Data Suppression: In advance of any email campaign, Advertiser shall to the extent required by applicable law, provide the Company its email suppression list (the ‘Suppression list") promptly before any delivery of emails containing advertisements hereunder. Thereafter, as required by applicable law, Advertiser shall provide updated Suppression Lists for use as provided herein. The Company shall, if applicable, make available the Suppression List to its Publishers. The Company assumes no liability whatsoever, if (a) the Suppression List is in any way inaccurate or incomplete; and (b) the applicable Publishers fail to scrub their databases against any such Suppression List provided by Advertiser. The Company’s sole obligation is to make the Suppression List available to its Publishers following its receipt thereof from Advertiser. With respect to each Suppression List provided by an Advertiser, Advertiser represents and warrants that it has the right to provide such Suppression List and the data contained therein to the Company and to authorize the Company to provide such Suppression List to its Publishers. Advertiser shall be solely responsible for, and shall indemnify the Company and its Publishers from and against, any and all Claims (as defined in the T’s &C’s) arising from Advertiser’s acts or omissions in connection with the foregoing provisions of this Section.
Email Subject Lines and From Lines: To the extent that Advertiser furnishes email subject lines and from lines, Advertiser shall have sole responsibility with respect to any liability arising therefrom and shall indemnify and defend the Company from and against, any and all Claims arising therefrom. If Advertiser neglects to provide email subject lines and/or email from lines, the Company may derive such text at its own discretion.

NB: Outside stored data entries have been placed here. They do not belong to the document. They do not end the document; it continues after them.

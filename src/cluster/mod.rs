//! Manager side of the pool: worker supervision, balancing, and proxying.

pub mod balancer;
pub mod manager;
pub mod proxy;
pub mod readiness;
pub mod restart;

pub use balancer::{LoadBalancer, LoadLease, WorkerSlot, pick_two};
pub use manager::{ClusterManager, PoolStatus, WorkerInfo, route_connection};
pub use proxy::{ProxyStats, proxy_connection, splice};
pub use readiness::{GateState, ReadinessGate};
pub use restart::{RestartPolicy, RestartTracker};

Advertiser Representations: Advertiser represents and warrants that i) it shall manage its email campaigns in compliance with all applicable laws (including, but not limited to, the CAN-SPAM Act of 2003), including, but not limited to maintaining responsibility for honoring all opt-out requests from recipients of emails delivered hereunder and managing all opt-out suppression lists for Advertiser’s email campaigns and that ii) Advertiser has the right to furnish to the Company, any and all creative materials necessary to provide advertising services. In connection therewith, Advertiser shall provide the Company with its address and a working unsubscribe link, which the Company will be caused to be included in each email containing Advertiser’s content.
Lead Generation Campaigns.
Sources of Delivery: If Advertiser elects to have its promotional materials delivered through a Lead Generation Campaign, unless otherwise stated on the IO, the Company may distribute such promotional material through its proprietary websites and registration processes, its websites and registration processes under management and its Publisher’s websites and registration processes.

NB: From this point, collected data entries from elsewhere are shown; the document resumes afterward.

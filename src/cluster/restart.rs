//! Crash restart budget with exponential backoff.

use std::collections::VecDeque;
use std::time::{Duration, Instant};

/// How crashed workers are replaced.
#[derive(Debug, Clone, PartialEq, Eq)]
pub struct RestartPolicy {
    /// Restarts allowed per slot within `window`.
    pub max_restarts: u32,
    pub window: Duration,
    /// Delay before the first restart; doubles per recent restart.
    pub base_backoff: Duration,
    pub max_backoff: Duration,
}

impl Default for RestartPolicy {
    fn default() -> Self {
        Self {
            max_restarts: 5,
            window: Duration::from_secs(60),
            base_backoff: Duration::from_millis(100),
            max_backoff: Duration::from_secs(5),
        }
    }
}

impl RestartPolicy {
    /// Delay before restart number `attempt` (0-based).
    pub fn backoff(&self, attempt: u32) -> Duration {
        let factor = 1u32.checked_shl(attempt).unwrap_or(u32::MAX);
        self.base_backoff
            .saturating_mul(factor)
            .min(self.max_backoff)
    }
}

/// Restart history of one slot.
#[derive(Debug, Default)]
pub struct RestartTracker {
    recent: VecDeque<Instant>,
}

impl RestartTracker {
    /// Record a crash at `now`. Returns the delay before respawning, or
    /// `None` when the slot has used its budget for the window.
    pub fn next_delay(&mut self, policy: &RestartPolicy, now: Instant) -> Option<Duration> {
        while let Some(&oldest) = self.recent.front() {
            if now.saturating_duration_since(oldest) > policy.window {
                self.recent.pop_front();
            } else {
                break;
            }
        }
        if self.recent.len() >= policy.max_restarts as usize {
            return None;
        }
        let delay = policy.backoff(self.recent.len() as u32);
        self.recent.push_back(now);
        Some(delay)
    }

    /// Restarts counted in the current window.
    pub fn recent(&self) -> usize {
        self.recent.len()
    }
}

Opt-In Copy: To the extent that Advertiser furnishes opt-in copy, Advertiser shall have sole responsibility with respect to any liability arising therefrom and shall indemnify and defend the Company from and against, any and all Claims arising therefrom. If Advertiser neglects to provide opt-in copy, the Company may derive such copy at its own discretion.
Advertiser Representations: Advertiser represents and warrants that it shall manage its Lead Generation Campaigns in compliance with all applicable laws and that Advertiser has the right to furnish to the Company, any and all creative materials necessary to provide advertising services.
Pricing of Campaigns
All Campaigns will be priced on a cost-per-action ("CPA"), cost-per-lead ("CPL"), cost-per-thousand ("CPM") or cost-per-click ("CPC") basis or some combination thereof. The specific terms for each such Campaign are as follows:
a.CPA Campaigns Action: The IO will set forth the user action (the "Action"), which shall be the basis on which the Company shall be paid for CPA Campaigns.

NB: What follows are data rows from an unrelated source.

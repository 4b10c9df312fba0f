//! Trailing-edge throttle.
//!
//! The first trigger arms a timer; triggers that arrive before it fires are
//! absorbed, and the action runs once when the interval ends.

use std::sync::Arc;
use std::sync::atomic::{AtomicBool, AtomicU64, Ordering};
use std::time::Duration;

use tokio::sync::Notify;
use tokio::task::JoinHandle;

/// Runs an action at most once per interval, after the burst that caused it.
#[derive(Debug)]
pub struct Throttle {
    notify: Arc<Notify>,
    armed: Arc<AtomicBool>,
    fired: Arc<AtomicU64>,
    task: JoinHandle<()>,
}

impl Throttle {
    /// Start the throttle task. Must be called inside a tokio runtime.
    pub fn spawn<F>(interval: Duration, mut action: F) -> Self
    where
        F: FnMut() + Send + 'static,
    {
        let notify = Arc::new(Notify::new());
        let armed = Arc::new(AtomicBool::new(false));
        let fired = Arc::new(AtomicU64::new(0));
        let task = tokio::spawn({
            let notify = notify.clone();
            let armed = armed.clone();
            let fired = fired.clone();
            async move {
                loop {
                    notify.notified().await;
                    tokio::time::sleep(interval).await;
                    // Disarm before running so a trigger racing the action
                    // schedules another run.
                    armed.store(false, Ordering::Release);
                    action();
                    fired.fetch_add(1, Ordering::Relaxed);
                }
            }
        });
        Self {
            notify,
            armed,
            fired,
            task,
        }
    }

    /// Request a run at the end of the current interval.
    pub fn trigger(&self) {
        if !self.armed.swap(true, Ordering::AcqRel) {
            self.notify.notify_one();
        }
    }

    /// Number of times the action has run.
    pub fn fired(&self) -> u64 {
        self.fired.load(Ordering::Relaxed)
    }
}

impl Drop for Throttle {
    fn drop(&mut self) {
        self.task.abort();
    }
}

Counting: With respect to all CPA Campaigns, unless otherwise stated in the IO, the Company shall have sole and absolute responsibility for calculation of the Actions. Billing will be based on the Company’s counts of the Actions unless the Advertiser’s count of of Actions is higher, in which case billing will be based on the Advertiser’s count of the Actions. The Company’s counting shall be derived from a tracking pixel that the Advertiser shall insert on the confirmation page for each advertisement to be delivered hereunder. The Advertiser shall perform such testing as the Company may reasonably require to ensure that the tracking pixel is working properly in advance of the initiation of a Campaign. In connection with the foregoing testing, Advertiser will provide the Company with a link to the confirmation page where Company can view the pixel for approval prior to initiating the advertising Campaign. If the tracking pixel is removed or inserted improperly or if the Advertiser’s website (where applicable) becomes inoperable, then the Company shall bill Advertiser based on an estimation of Actions applying historical data (for such Advertiser or Campaign and/or similarly situated Advertisers or Campaigns), determined in the Company’s sole discretion. The Company may, at any time, audit the source code of the page in which the tracking pixel is placed. Advertiser will provide the Company with unique tracking links (url’s) that will record the origin of each Action including clicks and sales/leads/registrations by unique tracking link. Advertiser will allow the Company access to online stats of such Actions by unique tracking link or, if online stats are not available, Advertiser shall issue daily reports to the Company for Actions generated through the previous day. Advertiser will ensure the Company’s tracking methods are in place and functioning at all times.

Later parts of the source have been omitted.